Sedwick Receives 2016 A. James Clark School Engineering Faculty Service Award

Sedwick Receives 2016 A. James Clark School Engineering Faculty Service Award


Department of Aerospace Engineering Associate Professor Raymond Sedwick has been selected to receive the 2016 A. James Clark School Engineering Faculty Service Award. This award recognizes a faculty member whose service to his or her department, to the Clark School, and to the university has been judged outstanding.

Ray Sedwick is a recognized expert in space propulsion, the director of the Space Power and Propulsion Laboratory, a recipient of the National Science Foundation's CAREER award, and a Keystone Professor. He developed two new courses in plasma physics for aerospace applications, and he is a regular instructor of the Keystone course in thermodynamics.

He recently founded the Center for Orbital Debris Education and Research and has hosted two national orbital debris conferences at the University of Maryland (UMD). He has served for five years as the faculty advisor for the UMD student chapter of the American Institute of Aeronautics and Astronautics (AIAA), and he has won six student-sponsored awards variously for “best mentor,” “best professor,” and the UMD AIAA student chapter's prestigious Broken Propeller Award for “teaching a difficult subject exceptionally well.” 

He is a regular mentor to other faculty, and he has participated in not just research projects but also sponsored educational projects.
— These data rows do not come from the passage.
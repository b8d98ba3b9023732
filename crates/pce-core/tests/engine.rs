// crates/pce-core/tests/engine.rs
// ============================================================================
// Module: Pipeline Engine Tests
// Description: End-to-end pipeline tests over the in-memory store.
// ============================================================================
//! ## Overview
//! Drives full pipeline invocations with small test plugins: exactly one
//! response per event, at most one completed action and one pending approval,
//! gated plans leaving the twin untouched, terminal approvals applying the
//! synthesized completion, and plugin failures downgrading to the core
//! default.

#![allow(
    clippy::panic,
    clippy::print_stdout,
    clippy::print_stderr,
    clippy::unwrap_used,
    clippy::expect_used,
    clippy::use_debug,
    clippy::dbg_macro,
    clippy::panic_in_result_fn,
    clippy::unwrap_in_result,
    reason = "Test-only output and panic-based assertions are permitted."
)]

use async_trait::async_trait;
use pce_core::ApprovalStatus;
use pce_core::CognitionEngine;
use pce_core::CognitionStore;
use pce_core::Decision;
use pce_core::DecisionInputs;
use pce_core::DecisionPlugin;
use pce_core::EngineError;
use pce_core::EngineSettings;
use pce_core::InMemoryCognitionStore;
use pce_core::MergeOutcome;
use pce_core::PluginError;
use pce_core::PluginRegistry;
use pce_core::SharedCognitionStore;
use pce_core::StateMerge;
use pce_core::core::ActionMetadata;
use pce_core::core::ActionPlan;
use pce_core::core::ApprovalResolution;
use pce_core::core::NormalizedEvent;
use pce_core::core::PceOsState;
use pce_core::core::StateSnapshot;
use pce_core::runtime::DomainPlugins;
use serde_json::json;
use std::sync::Arc;

// ============================================================================
// SECTION: Test Plugins
// ============================================================================

/// Minimal twin merge: budget updates and purchase completions only.
struct TwinMerge;

impl StateMerge for TwinMerge {
    fn merge(&self, mut state: StateSnapshot, event: &NormalizedEvent) -> MergeOutcome {
        let mut os = state.pce_os();
        match event.event_type.as_str() {
            "budget.updated" => {
                let amount = event.payload.number_field("amount").unwrap_or(0.0);
                os.twin.budget_total = amount;
                os.twin.budget_remaining = amount;
                state.set_pce_os(&os);
            }
            "purchase.completed" => {
                let cost = event.payload.number_field("cost").unwrap_or(0.0);
                os.twin.budget_remaining -= cost;
                os.twin.purchase_history.push(pce_core::core::PurchaseEntry {
                    item: event.payload.string_field("item").unwrap_or("x").to_string(),
                    cost,
                    ts: event.ts,
                    approval_id: None,
                });
                state.set_pce_os(&os);
            }
            _ => {}
        }
        MergeOutcome { state, violations: Vec::new() }
    }
}

/// Deliberation that gates purchase requests and records everything else.
struct GatingDecide;

#[async_trait]
impl DecisionPlugin for GatingDecide {
    async fn decide(
        &self,
        state: StateSnapshot,
        inputs: DecisionInputs<'_>,
    ) -> Result<Decision, PluginError> {
        let plan = if inputs.event.event_type == "purchase.requested" {
            ActionPlan {
                action_type: "purchase".to_string(),
                domain: "os.robotics".to_string(),
                priority: 5,
                rationale: "gated purchase".to_string(),
                expected_impact: 0.7,
                requires_approval: true,
                metadata: ActionMetadata {
                    risk: inputs.event.payload.string_field("risk_level").map(ToString::to_string),
                    projected_cost: inputs.event.payload.number_field("projected_cost"),
                    subject: inputs.event.payload.string_field("item").map(ToString::to_string),
                    ..ActionMetadata::default()
                },
            }
        } else {
            ActionPlan::observe("os.robotics", "twin bookkeeping")
        };
        Ok(Decision { state, plan })
    }
}

/// Deliberation that always fails.
struct FailingDecide;

#[async_trait]
impl DecisionPlugin for FailingDecide {
    async fn decide(
        &self,
        _state: StateSnapshot,
        _inputs: DecisionInputs<'_>,
    ) -> Result<Decision, PluginError> {
        Err(PluginError::Failure("boom".to_string()))
    }
}

// ============================================================================
// SECTION: Fixtures
// ============================================================================

/// Builds an engine plus store handle with the gating test plugins.
fn gated_engine() -> (CognitionEngine, InMemoryCognitionStore) {
    let store = InMemoryCognitionStore::new();
    let mut registry = PluginRegistry::new();
    registry.register(
        "os.robotics",
        DomainPlugins::new()
            .with_merge(Arc::new(TwinMerge))
            .with_decide(Arc::new(GatingDecide)),
    );
    let engine = CognitionEngine::new(
        SharedCognitionStore::from_store(store.clone()),
        registry,
        EngineSettings::default(),
    );
    (engine, store)
}

/// Builds a purchase request envelope.
fn purchase_request(cost: f64, risk: &str) -> serde_json::Value {
    json!({
        "event_type": "purchase.requested",
        "source": "sim",
        "payload": {
            "domain": "os.robotics",
            "correlation_id": "c1",
            "item": "servo",
            "projected_cost": cost,
            "risk_level": risk
        }
    })
}

/// Builds a budget update envelope.
fn budget_update(amount: f64) -> serde_json::Value {
    json!({
        "event_type": "budget.updated",
        "source": "sim",
        "payload": { "domain": "os.robotics", "amount": amount }
    })
}

// ============================================================================
// SECTION: Pipeline Invariants
// ============================================================================

/// Verifies one event produces one response, one action, no approvals.
#[tokio::test]
async fn plain_event_completes_one_action() {
    let (engine, store) = gated_engine();
    let response = engine.ingest(&budget_update(500.0)).await.unwrap();

    assert_eq!(response.action_type, "observe");
    assert!(response.success);
    assert!(response.requires_approval.is_none());
    assert_eq!(store.recent_actions(100).unwrap().len(), 1);
    assert!(store.approvals().unwrap().is_empty());

    let state = engine.state().unwrap();
    assert!((state.pce_os().twin.budget_remaining - 500.0).abs() < f64::EPSILON);
    assert_eq!(state.ring("event_history").len(), 1);
}

/// Verifies an unregistered domain falls back to the core observe default.
#[tokio::test]
async fn unregistered_domain_uses_core_default() {
    let (engine, store) = gated_engine();
    let envelope = json!({
        "event_type": "market_signal",
        "source": "feed",
        "payload": { "domain": "trader", "symbol": "BTC", "signal": 0.4 }
    });
    let response = engine.ingest(&envelope).await.unwrap();
    assert_eq!(response.action_type, "observe");
    assert_eq!(store.recent_actions(100).unwrap().len(), 1);
}

/// Verifies invalid envelopes produce no pipeline side effects.
#[tokio::test]
async fn invalid_event_has_no_side_effects() {
    let (engine, store) = gated_engine();
    let error = engine.ingest(&json!({ "source": "sim" })).await.unwrap_err();
    assert!(matches!(error, EngineError::InvalidEvent(_)));
    assert!(store.recent_actions(100).unwrap().is_empty());
    assert_eq!(store.latest_cursor().unwrap(), 0);
}

/// Verifies transcript cursors grow monotonically across pipeline runs.
#[tokio::test]
async fn transcript_cursors_monotonic_across_events() {
    let (engine, store) = gated_engine();
    for _ in 0..3 {
        engine.ingest(&budget_update(500.0)).await.unwrap();
    }
    let items = store.transcript_since(0, 1_000).unwrap();
    assert!(!items.is_empty());
    for window in items.windows(2) {
        assert_eq!(window[1].cursor, window[0].cursor + 1);
    }
}

// ============================================================================
// SECTION: Approval Path
// ============================================================================

/// Verifies a gated plan suspends with the twin untouched.
#[tokio::test]
async fn gated_plan_suspends_without_twin_change() {
    let (engine, store) = gated_engine();
    engine.ingest(&budget_update(500.0)).await.unwrap();

    let response = engine.ingest(&purchase_request(240.0, "MEDIUM")).await.unwrap();
    assert_eq!(response.requires_approval, Some(true));
    assert!(response.approval_id.is_some());
    assert_eq!(response.action.get("status").and_then(|v| v.as_str()), Some("pending"));

    let state = engine.state().unwrap();
    assert!((state.pce_os().twin.budget_remaining - 500.0).abs() < f64::EPSILON);
    assert!(state.pce_os().twin.purchase_history.is_empty());

    let approvals = store.approvals().unwrap();
    assert_eq!(approvals.len(), 1);
    assert_eq!(approvals[0].status, ApprovalStatus::Pending);
}

/// Verifies approval applies the synthesized completion to the twin.
#[tokio::test]
async fn approve_debits_budget_through_followup() {
    let (engine, _store) = gated_engine();
    engine.ingest(&budget_update(500.0)).await.unwrap();
    let response = engine.ingest(&purchase_request(240.0, "MEDIUM")).await.unwrap();
    let approval_id = response.approval_id.unwrap();

    let outcome = engine
        .resolve_approval(
            &approval_id,
            ApprovalResolution::Approve { actor: "op".to_string(), notes: "ok".to_string() },
        )
        .await
        .unwrap();
    assert_eq!(outcome.approval.status, ApprovalStatus::Approved);
    assert!(outcome.followup.is_some());

    let state = engine.state().unwrap();
    assert!((state.pce_os().twin.budget_remaining - 260.0).abs() < f64::EPSILON);
    assert_eq!(state.pce_os().twin.purchase_history.len(), 1);
}

/// Verifies rejection synthesizes an audit-only follow-up.
#[tokio::test]
async fn reject_leaves_budget_unchanged() {
    let (engine, _store) = gated_engine();
    engine.ingest(&budget_update(500.0)).await.unwrap();
    let response = engine.ingest(&purchase_request(240.0, "MEDIUM")).await.unwrap();
    let approval_id = response.approval_id.unwrap();

    let outcome = engine
        .resolve_approval(
            &approval_id,
            ApprovalResolution::Reject { actor: "op".to_string(), reason: "no".to_string() },
        )
        .await
        .unwrap();
    assert_eq!(outcome.approval.status, ApprovalStatus::Rejected);

    let state = engine.state().unwrap();
    assert!((state.pce_os().twin.budget_remaining - 500.0).abs() < f64::EPSILON);
    assert!(state.pce_os().twin.purchase_history.is_empty());
}

/// Verifies insufficient budget keeps the approval pending.
#[tokio::test]
async fn insufficient_budget_blocks_approval() {
    let (engine, store) = gated_engine();
    engine.ingest(&budget_update(100.0)).await.unwrap();
    let response = engine.ingest(&purchase_request(240.0, "MEDIUM")).await.unwrap();
    let approval_id = response.approval_id.unwrap();

    let error = engine
        .resolve_approval(
            &approval_id,
            ApprovalResolution::Approve { actor: "op".to_string(), notes: "ok".to_string() },
        )
        .await
        .unwrap_err();
    assert!(matches!(
        error,
        EngineError::Gate(pce_core::GateError::InsufficientBudget { .. })
    ));

    let approvals = store.approvals().unwrap();
    assert_eq!(approvals[0].status, ApprovalStatus::Pending);
    let state = engine.state().unwrap();
    assert!((state.pce_os().twin.budget_remaining - 100.0).abs() < f64::EPSILON);
}

// ============================================================================
// SECTION: Failure Semantics
// ============================================================================

/// Verifies a failing plugin downgrades to the core default plan.
#[tokio::test]
async fn plugin_error_downgrades_to_observe() {
    let store = InMemoryCognitionStore::new();
    let mut registry = PluginRegistry::new();
    registry.register("trader", DomainPlugins::new().with_decide(Arc::new(FailingDecide)));
    let engine = CognitionEngine::new(
        SharedCognitionStore::from_store(store),
        registry,
        EngineSettings::default(),
    );

    let envelope = json!({
        "event_type": "market_signal",
        "source": "feed",
        "payload": { "domain": "trader", "symbol": "BTC", "signal": 0.4 }
    });
    let response = engine.ingest(&envelope).await.unwrap();
    assert_eq!(response.action_type, "observe");
    assert_eq!(
        response.metadata.de_entry("override_reason").and_then(|v| v.as_str()),
        Some("plugin_error")
    );
}

/// Verifies OS metrics count events, actions, and approvals.
#[tokio::test]
async fn metrics_track_pipeline_activity() {
    let (engine, _store) = gated_engine();
    engine.ingest(&budget_update(500.0)).await.unwrap();
    engine.ingest(&purchase_request(240.0, "MEDIUM")).await.unwrap();

    let os: PceOsState = engine.state().unwrap().pce_os();
    assert_eq!(os.metrics.events_processed, 2);
    assert_eq!(os.metrics.actions_completed, 1);
    assert_eq!(os.metrics.approvals_created, 1);
}
use crate::core::ACTION_HISTORY_CAP;
use crate::core::ActionId;
use crate::core::ActionMetadata;
use crate::core::ActionPlan;
use crate::core::ApprovalId;
use crate::core::ApprovalRecord;
use crate::core::ApprovalResolution;
use crate::core::ApprovalStatus;
use crate::core::CCI_HISTORY_CAP;
use crate::core::CciComponents;
use crate::core::CciSnapshot;
use crate::core::CompletedAction;
use crate::core::CorrelationId;
use crate::core::DecisionId;
use crate::core::EventId;
use crate::core::EventPayload;
use crate::core::KEY_ACTION_HISTORY;
use crate::core::KEY_CCI_HISTORY;
use crate::core::NormalizedEvent;
use crate::core::RoverPolicy;
use crate::core::StateSnapshot;
use crate::core::Timestamp;
use crate::core::TranscriptEntry;
use crate::core::TranscriptItem;
use crate::core::TranscriptKind;
use crate::interfaces::CognitionStore;
use crate::interfaces::DecisionInputs;
use crate::interfaces::MergeOutcome;
use crate::interfaces::SharedCognitionStore;
use crate::interfaces::StoreError;
use crate::runtime::approvals::ApprovalGate;
use crate::runtime::approvals::GateError;
use crate::runtime::broadcast::TranscriptBroadcaster;
use crate::runtime::coherence::CciWeights;
use crate::runtime::coherence::CoherenceEngine;
use crate::runtime::coherence::DEFAULT_CCI_WINDOW;
use crate::runtime::integrator::StateIntegrator;
use crate::runtime::registry::PluginRegistry;
use crate::runtime::validator::EplError;
use crate::runtime::validator::EventValidator;
use crate::runtime::value::ValueEvaluator;

// ============================================================================
// SECTION: Constants
// ============================================================================

/// Domain whose financial actions pass through the approval gate.
pub const GATED_DOMAIN: &str = "os.robotics";

/// Risk labels that force approval inside the gated domain.
const GATED_RISKS: [&str; 2] = ["HIGH", "MEDIUM"];

/// Action types that touch financial twin fields.
const FINANCIAL_ACTIONS: [&str; 2] = ["purchase", "budget_commit"];

/// Source label for events synthesized by the approval gate.
const GATE_SOURCE: &str = "pce.approval_gate";

// ============================================================================
// SECTION: Engine Settings
// ============================================================================

/// Tunable engine settings resolved from configuration.
#[derive(Debug, Clone, Copy, PartialEq)]
pub struct EngineSettings {
    /// Coherence sliding window W.
    pub cci_window: usize,
    /// Fixed coherence weights.
    pub cci_weights: CciWeights,
    /// Approval TTL in milliseconds.
    pub approval_ttl_ms: i64,
}

impl Default for EngineSettings {
    fn default() -> Self {
        Self {
            cci_window: DEFAULT_CCI_WINDOW,
            cci_weights: CciWeights::default(),
            approval_ttl_ms: crate::runtime::approvals::DEFAULT_APPROVAL_TTL_MS,
        }
    }
}

// ============================================================================
// SECTION: Errors
// ============================================================================

/// Pipeline execution errors.
#[derive(Debug, Error)]
pub enum EngineError {
    /// Event failed validation; surfaced to the producer as HTTP 400.
    #[error(transparent)]
    InvalidEvent(#[from] EplError),
    /// Approval gate error.
    #[error(transparent)]
    Gate(#[from] GateError),
    /// Writer retried once and still could not persist the snapshot.
    #[error("state_conflict: {0}")]
    StateConflict(String),
    /// Store error outside the conflict path.
    #[error(transparent)]
    Store(#[from] StoreError),
}

// ============================================================================
// SECTION: Responses
// ============================================================================

/// Response produced for one ingested event.
#[derive(Debug, Clone, Serialize, Deserialize)]
pub struct PipelineResponse {
    /// Server-assigned event identifier.
    pub event_id: EventId,
    /// Value-adherence score in [0, 1].
    pub value_score: f64,
    /// Coherence index used for the response.
    pub cci: f64,
    /// Coherence component breakdown.
    pub cci_components: CciComponents,
    /// Action type of the resulting plan.
    pub action_type: String,
    /// Resulting action: completed record, or plan with pending status.
    pub action: Value,
    /// Plan metadata including the explanation bag.
    pub metadata: ActionMetadata,
    /// Whether execution succeeded (pending plans report true).
    pub success: bool,
    /// Current exploration rate for adaptive domains.
    #[serde(default, skip_serializing_if = "Option::is_none")]
    pub epsilon: Option<f64>,
    /// Session memory surfaced for assistant events.
    #[serde(default, skip_serializing_if = "Option::is_none")]
    pub assistant_learning: Option<Value>,
    /// Set when the plan suspended behind the approval gate.
    #[serde(default, skip_serializing_if = "Option::is_none")]
    pub requires_approval: Option<bool>,
    /// Identifier of the created pending approval.
    #[serde(default, skip_serializing_if = "Option::is_none")]
    pub approval_id: Option<ApprovalId>,
}

/// Result of resolving an approval, including the follow-up pipeline run.
#[derive(Debug, Clone, Serialize)]
pub struct ApprovalOutcome {
    /// Resolved approval record.
    pub approval: ApprovalRecord,
    /// Response of the synthesized completion event, when one was enqueued.
    #[serde(skip_serializing_if = "Option::is_none")]
    pub followup: Option<PipelineResponse>,
}

/// Rover control commands accepted by the control surface.
#[derive(Debug, Clone, Copy, PartialEq, Eq)]
pub enum RoverCommand {
    /// Start the rover loop.
    Start,
    /// Stop the rover loop.
    Stop,
    /// Reset the rover position and episode state.
    Reset,
    /// Zero the episode statistics.
    ResetStats,
    /// Clear the learned Q table.
    ClearPolicy,
}

impl RoverCommand {
    /// Parses a control path segment into a command.
    #[must_use]
    pub fn parse(segment: &str) -> Option<Self> {
        match segment {
            "start" => Some(Self::Start),
            "stop" => Some(Self::Stop),
            "reset" => Some(Self::Reset),
            "reset_stats" => Some(Self::ResetStats),
            "clear_policy" => Some(Self::ClearPolicy),
            _ => None,
        }
    }
}

// ============================================================================
// SECTION: Engine
// ============================================================================

/// Cognition pipeline engine.
pub struct CognitionEngine {
    /// Durable store owning all persisted entities.
    store: SharedCognitionStore,
    /// Per-domain plugin registry, read-mostly after boot.
    registry: PluginRegistry,
    /// Event processing layer.
    validator: EventValidator,
    /// Internal state integrator.
    integrator: StateIntegrator,
    /// Value evaluation layer.
    evaluator: ValueEvaluator,
    /// Coherence engine.
    coherence: CoherenceEngine,
    /// Approval gate.
    gate: ApprovalGate,
    /// Live transcript fan-out.
    broadcaster: TranscriptBroadcaster,
    /// Writer lock serializing everything from integration onward.
    writer: tokio::sync::Mutex<()>,
}
// crates/pce-plugins/src/lib.rs
// ============================================================================
// Module: PCE Plugins Library
// Description: Domain plugin implementations and registry assembly.
// Purpose: Register assistant, robotics, and trader capabilities at boot.
// Dependencies: pce-core
// ============================================================================

//! ## Overview
//! Domain plugins for the cognition engine: the assistant bandit with its
//! time-boxed OpenRouter reply adapter, the robotics twin plus rover tabular Q
//! policy, and the trader gate chain. [`builtin_registry`] assembles the boot
//! registry consumed by the server.

// ============================================================================
// SECTION: Modules
// ============================================================================

pub mod assistant;
pub mod openrouter;
pub mod robotics;
pub mod trader;

// ============================================================================
// SECTION: Imports
// ============================================================================

use std::sync::Arc;

use pce_core::PluginRegistry;
use pce_core::ReplyProvider;
use pce_core::runtime::DomainPlugins;

// ============================================================================
// SECTION: Re-Exports
// ============================================================================

pub use assistant::ASSISTANT_DOMAIN;
pub use assistant::AssistantPlugin;
pub use assistant::AssistantSettings;
pub use openrouter::OpenRouterReplyProvider;
pub use openrouter::OpenRouterSettings;
pub use robotics::ROBOTICS_DOMAIN;
pub use robotics::ROVER_ACTIONS;
pub use robotics::RoboticsPlugin;
pub use trader::TRADER_DOMAIN;
pub use trader::TraderPlugin;

// ============================================================================
// SECTION: Registry Assembly
// ============================================================================

/// Builds the boot plugin registry with every built-in domain registered.
#[must_use]
pub fn builtin_registry(
    assistant_settings: AssistantSettings,
    reply: Option<Arc<dyn ReplyProvider>>,
) -> PluginRegistry {
    let mut registry = PluginRegistry::new();

    let assistant = Arc::new(AssistantPlugin::new(assistant_settings, reply));
    registry.register(
        ASSISTANT_DOMAIN,
        DomainPlugins::new()
            .with_merge(assistant.clone())
            .with_value(assistant.clone())
            .with_decide(assistant.clone())
            .with_adapt(assistant),
    );

    let robotics = Arc::new(RoboticsPlugin::new());
    registry.register(
        ROBOTICS_DOMAIN,
        DomainPlugins::new()
            .with_merge(robotics.clone())
            .with_decide(robotics.clone())
            .with_adapt(robotics.clone())
            .with_probe(robotics),
    );

    let trader = Arc::new(TraderPlugin::new());
    registry.register(
        TRADER_DOMAIN,
        DomainPlugins::new()
            .with_merge(trader.clone())
            .with_value(trader.clone())
            .with_decide(trader),
    );

    registry
}
// crates/pce-core/src/core/mod.rs
// ============================================================================
// Module: PCE Core Types
// Description: Canonical event, state, action, approval, and log structures.
// Purpose: Provide stable, serializable types for the cognition pipeline.
// Dependencies: serde, serde_json, uuid
// ============================================================================

//! ## Overview
//! Core types define the event envelope, the persisted state snapshot with its
//! reserved substates, action plans and completions, the approval state
//! machine, coherence snapshots, and transcript items. These types are the
//! canonical source of truth for any derived API surfaces.

// ============================================================================
// SECTION: Submodules
// ============================================================================

pub mod action;
pub mod approval;
pub mod coherence;
pub mod event;
pub mod identifiers;
pub mod state;
pub mod time;
pub mod transcript;

// ============================================================================
// SECTION: Re-Exports
// ============================================================================

pub use action::ActionMetadata;
pub use action::ActionPlan;
pub use action::CompletedAction;
pub use approval::ApprovalRecord;
pub use approval::ApprovalResolution;
pub use approval::ApprovalStatus;
pub use coherence::CciComponents;
pub use coherence::CciSnapshot;
pub use coherence::ComponentValue;
pub use event::EventEnvelope;
pub use event::EventPayload;
pub use event::NormalizedEvent;
pub use identifiers::ActionId;
pub use identifiers::ApprovalId;
pub use identifiers::CorrelationId;
pub use identifiers::DecisionId;
pub use identifiers::EventId;
pub use identifiers::SessionId;
pub use state::ACTION_HISTORY_CAP;
pub use state::ArmStats;
pub use state::AssistantState;
pub use state::AuditEntry;
pub use state::CCI_HISTORY_CAP;
pub use state::ComponentNode;
pub use state::EVENT_HISTORY_CAP;
pub use state::KEY_ACTION_HISTORY;
pub use state::KEY_ASSISTANT;
pub use state::KEY_CCI_HISTORY;
pub use state::KEY_EVENT_HISTORY;
pub use state::KEY_PCE_OS;
pub use state::KEY_ROBOTICS;
pub use state::KEY_TRADER;
pub use state::OsMetrics;
pub use state::PceOsState;
pub use state::PurchaseEntry;
pub use state::RoboticsState;
pub use state::RoboticsTwin;
pub use state::RoverPolicy;
pub use state::RoverStats;
pub use state::SessionMemory;
pub use state::StateSnapshot;
pub use state::TestRecord;
pub use state::TraderState;
pub use time::Timestamp;
pub use transcript::TranscriptEntry;
pub use transcript::TranscriptItem;
pub use transcript::TranscriptKind;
He has served on university service committees and numerous national technical committees in the aerospace industry. 

Students under his guidance have won awards such as NSF graduate research fellowships, the NASA Space Technology Research Fellowship, the International Amelia Earhart Research Fellowship, the Harriet Jenkins Graduate Fellowship, and the Alfred P. Sloane Fellowship.

Sedwick has been a faculty member at Maryland since fall 2007. He received his B.S. in Aerospace Engineering from Penn State University in 1992, and both his M.S. and Ph.D. from the MIT Department of Aeronautics and Astronautics in 1994 and 1997.